Tenga at a recent Shambhala Art program at Karme Choling, to his right is Erin Christie, to his left is Randie Fox

article by Acharya Suzann Duquette
photos by Ted Ballou at a recent Shambhala Art program at Karme Choling

Tagtrug Mukpo, affectionately known as Taggie, is the autistic son of Chogyam Trungpa Rinpoche and his wife, Lady Diana Mukpo. On March 10, Taggie celebrated his 41st birthday at Karme Choling. It was a wonderful event, with more than ten people at Taggie’s head table, lots of momos, spring rolls and a homemade cake. It was a special event with a number of magical moments.

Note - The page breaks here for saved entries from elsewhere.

//! Per-encounter combatant state.

use core::fmt;

use crate::combat::DamageAllocation;
use crate::error::{ErrorSeverity, GameError};

use super::status::StatusLedger;

/// Which side of the encounter a combatant fights on.
#[derive(Clone, Copy, Debug, PartialEq, Eq, PartialOrd, Ord, Hash)]
#[cfg_attr(feature = "serde", derive(serde::Serialize, serde::Deserialize))]
pub enum Side {
    Player,
    Enemy,
}

impl Side {
    pub const fn opponent(self) -> Self {
        match self {
            Side::Player => Side::Enemy,
            Side::Enemy => Side::Player,
        }
    }

    pub const fn as_str(self) -> &'static str {
        match self {
            Side::Player => "player",
            Side::Enemy => "enemy",
        }
    }
}

impl fmt::Display for Side {
    fn fmt(&self, f: &mut fmt::Formatter<'_>) -> fmt::Result {
        f.write_str(self.as_str())
    }
}

/// A damage-absorbing pool that ended up outside its legal range.
#[derive(Clone, Copy, Debug, PartialEq, Eq, Hash)]
#[cfg_attr(feature = "serde", derive(serde::Serialize, serde::Deserialize))]
pub enum Pool {
    Health,
    SecondaryArmor,
    Guard,
}

/// A pool observed outside its bounds after a mutation.
///
/// This indicates a rules defect, not a gameplay outcome. The pool is clamped
/// back into range and the violation is reported so tests and logs see it.
#[derive(Clone, Copy, Debug, PartialEq, Eq, thiserror::Error)]
#[cfg_attr(feature = "serde", derive(serde::Serialize, serde::Deserialize))]
#[error("{pool:?} observed at {observed}, clamped to {clamped}")]
pub struct InvariantViolation {
    pub pool: Pool,
    pub observed: i64,
    pub clamped: i64,
}

impl GameError for InvariantViolation {
    fn severity(&self) -> ErrorSeverity {
        ErrorSeverity::Internal
    }

    fn error_code(&self) -> &'static str {
        match self.pool {
            Pool::Health => "INVARIANT_HEALTH",
            Pool::SecondaryArmor => "INVARIANT_SECONDARY_ARMOR",
            Pool::Guard => "INVARIANT_GUARD",
        }
    }
}

/// Mutable combat stats of one side for the duration of an encounter.
///
/// Pools are signed so an out-of-range value can be observed and corrected
/// by [`CombatantState::enforce_invariants`] instead of silently wrapping.
#[derive(Clone, Debug, PartialEq, Eq)]
#[cfg_attr(feature = "serde", derive(serde::Serialize, serde::Deserialize))]
pub struct CombatantState {
    pub health: i64,
    pub max_health: i64,
    pub secondary_armor: i64,
    pub max_secondary_armor: i64,
    /// Temporary pool, starts empty at every encounter.
    pub guard: i64,
    pub speed: u32,
    pub status: StatusLedger,
}

impl CombatantState {
    /// Creates a combatant at full health and armor with no guard.
    pub fn new(max_health: u32, max_secondary_armor: u32, speed: u32) -> Self {
        Self {
            health: i64::from(max_health),
            max_health: i64::from(max_health),
            secondary_armor: i64::from(max_secondary_armor),
            max_secondary_armor: i64::from(max_secondary_armor),
            guard: 0,
            speed,
            status: StatusLedger::empty(),
        }
    }

    /// Overrides current health (e.g. carried over from a prior encounter).
    #[must_use]
    pub fn with_health(mut self, health: u32) -> Self {
        self.health = i64::from(health).min(self.max_health);
        self
    }

    #[must_use]
    pub fn with_status(mut self, status: StatusLedger) -> Self {
        self.status = status;
        self
    }

    pub fn is_defeated(&self) -> bool {
        self.health <= 0
    }

    /// Guard as an unsigned amount for the allocator.
    pub fn guard_amount(&self) -> u32 {
        clamp_to_u32(self.guard)
    }

    /// Secondary armor as seen by the allocator (may be ≤ 0 when broken).
    pub fn secondary_armor_amount(&self) -> i64 {
        self.secondary_armor
    }

    /// Subtracts an allocation from the pools.
    pub fn take(&mut self, allocation: &DamageAllocation) {
        self.guard -= i64::from(allocation.guard_damage);
        self.secondary_armor -= i64::from(allocation.secondary_armor_damage);
        self.health -= i64::from(allocation.health_damage);
    }

    /// Direct health loss that bypasses guard and armor (periodic damage).
    pub fn lose_health(&mut self, amount: u32) {
        self.health -= i64::from(amount);
    }

    /// Heals up to `max_health`; returns the amount actually restored.
    pub fn heal(&mut self, amount: u32) -> u32 {
        let before = self.health;
        self.health = (self.health + i64::from(amount)).min(self.max_health.max(before));
        clamp_to_u32(self.health - before)
    }

    pub fn gain_guard(&mut self, amount: u32) {
        self.guard += i64::from(amount);
    }

    /// Clamps every pool into range, reporting each correction.
    ///
    /// Health may legitimately reach zero or below through defeat; only the
    /// upper bound and negative guard/armor are treated as violations, while
    /// negative health is clamped to zero silently.
    pub fn enforce_invariants(&mut self) -> Vec<InvariantViolation> {
        let mut violations = Vec::new();

        if self.health < 0 {
            self.health = 0;
        }
        if self.health > self.max_health {
            violations.push(InvariantViolation {
                pool: Pool::Health,
                observed: self.health,
                clamped: self.max_health,
            });
            self.health = self.max_health;
        }
        if self.guard < 0 {
            violations.push(InvariantViolation {
                pool: Pool::Guard,
                observed: self.guard,
                clamped: 0,
            });
            self.guard = 0;
        }
        if self.secondary_armor < 0 {
            violations.push(InvariantViolation {
                pool: Pool::SecondaryArmor,
                observed: self.secondary_armor,
                clamped: 0,
            });
            self.secondary_armor = 0;
        }

        violations
    }
}

pub(crate) fn clamp_to_u32(value: i64) -> u32 {
    u32::try_from(value.max(0)).unwrap_or(u32::MAX)
}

After the second round of cheerful birthday by the entire dining room, Taggie said quietly, “Thank you very much.” At the end, he shook hands with everyone who came over to say goodbye to him.

Taggie was back two weeks later for lunch at Karme Choling, and happy to be here. His primary caregiver, Randie Fox, asked him earlier that day what he wanted to do, and he said he wanted to go to Karme Choling. After lunch, he was taking his plate to the dish room and Randie asked Taggie to take hers. He did. When he returned, I had just finished eating and she asked if he would take my tray to the dish room. He smiled and took it right there.

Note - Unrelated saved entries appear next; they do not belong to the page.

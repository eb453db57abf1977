//! Card catalog loader.

use std::path::Path;

use combat_core::CardDefinition;
use serde::{Deserialize, Serialize};

use crate::loaders::{LoadResult, read_file};

/// Card catalog structure for RON files.
#[derive(Debug, Clone, Serialize, Deserialize)]
pub struct CardCatalog {
    pub cards: Vec<CardDefinition>,
}

/// Loader for card catalog from RON files.
pub struct CardLoader;

impl CardLoader {
    /// Load card catalog from a RON file.
    ///
    /// Unknown status kinds or categories fail here, before any validation.
    pub fn load(path: &Path) -> LoadResult<Vec<CardDefinition>> {
        let content = read_file(path)?;
        let catalog: CardCatalog = ron::from_str(&content)
            .map_err(|e| anyhow::anyhow!("Failed to parse card catalog RON: {}", e))?;

        let mut seen = std::collections::BTreeSet::new();
        for card in &catalog.cards {
            if !seen.insert(card.id.as_str()) {
                anyhow::bail!("Duplicate card id '{}' in {}", card.id, path.display());
            }
        }

        Ok(catalog.cards)
    }
}
//! Public runtime API surface.
//!
//! This module gathers the types exposed to consumers of the runtime crate so
//! other layers can stay focused on orchestration and workers.

pub mod errors;
pub mod handle;
pub mod providers;
pub mod snapshot;

pub use errors::{Result, RuntimeError};
pub use handle::RuntimeHandle;
pub use providers::{
    ActionProvider, AutoPlayProvider, EndTurnProvider, PlayerChoice, ScriptedProvider,
};
pub use snapshot::EncounterSnapshot;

It feels like a new era for Taggie. Over the past nine years, I have been honored to serve as one of six volunteer members of the Tagtrug Mukpo Support Team and Trustee for the Tagtrug Mukpo Trust. In particular, I have appreciated the one-pointed vision of the support team members to ensure Taggie’s physical health and also to facilitate his ability to manifest as fully as possible in this life. I have felt a strong bond with the support team as friends and colleagues and in all of our work together. I am thankful for what I have learned from and along with everyone about how to view and best support Taggie, and am particularly thankful to Ashoka Mukpo, as a representative of his family, for assuming leadership of the support team. It is wonderful that David Mukpo is also part of the support team.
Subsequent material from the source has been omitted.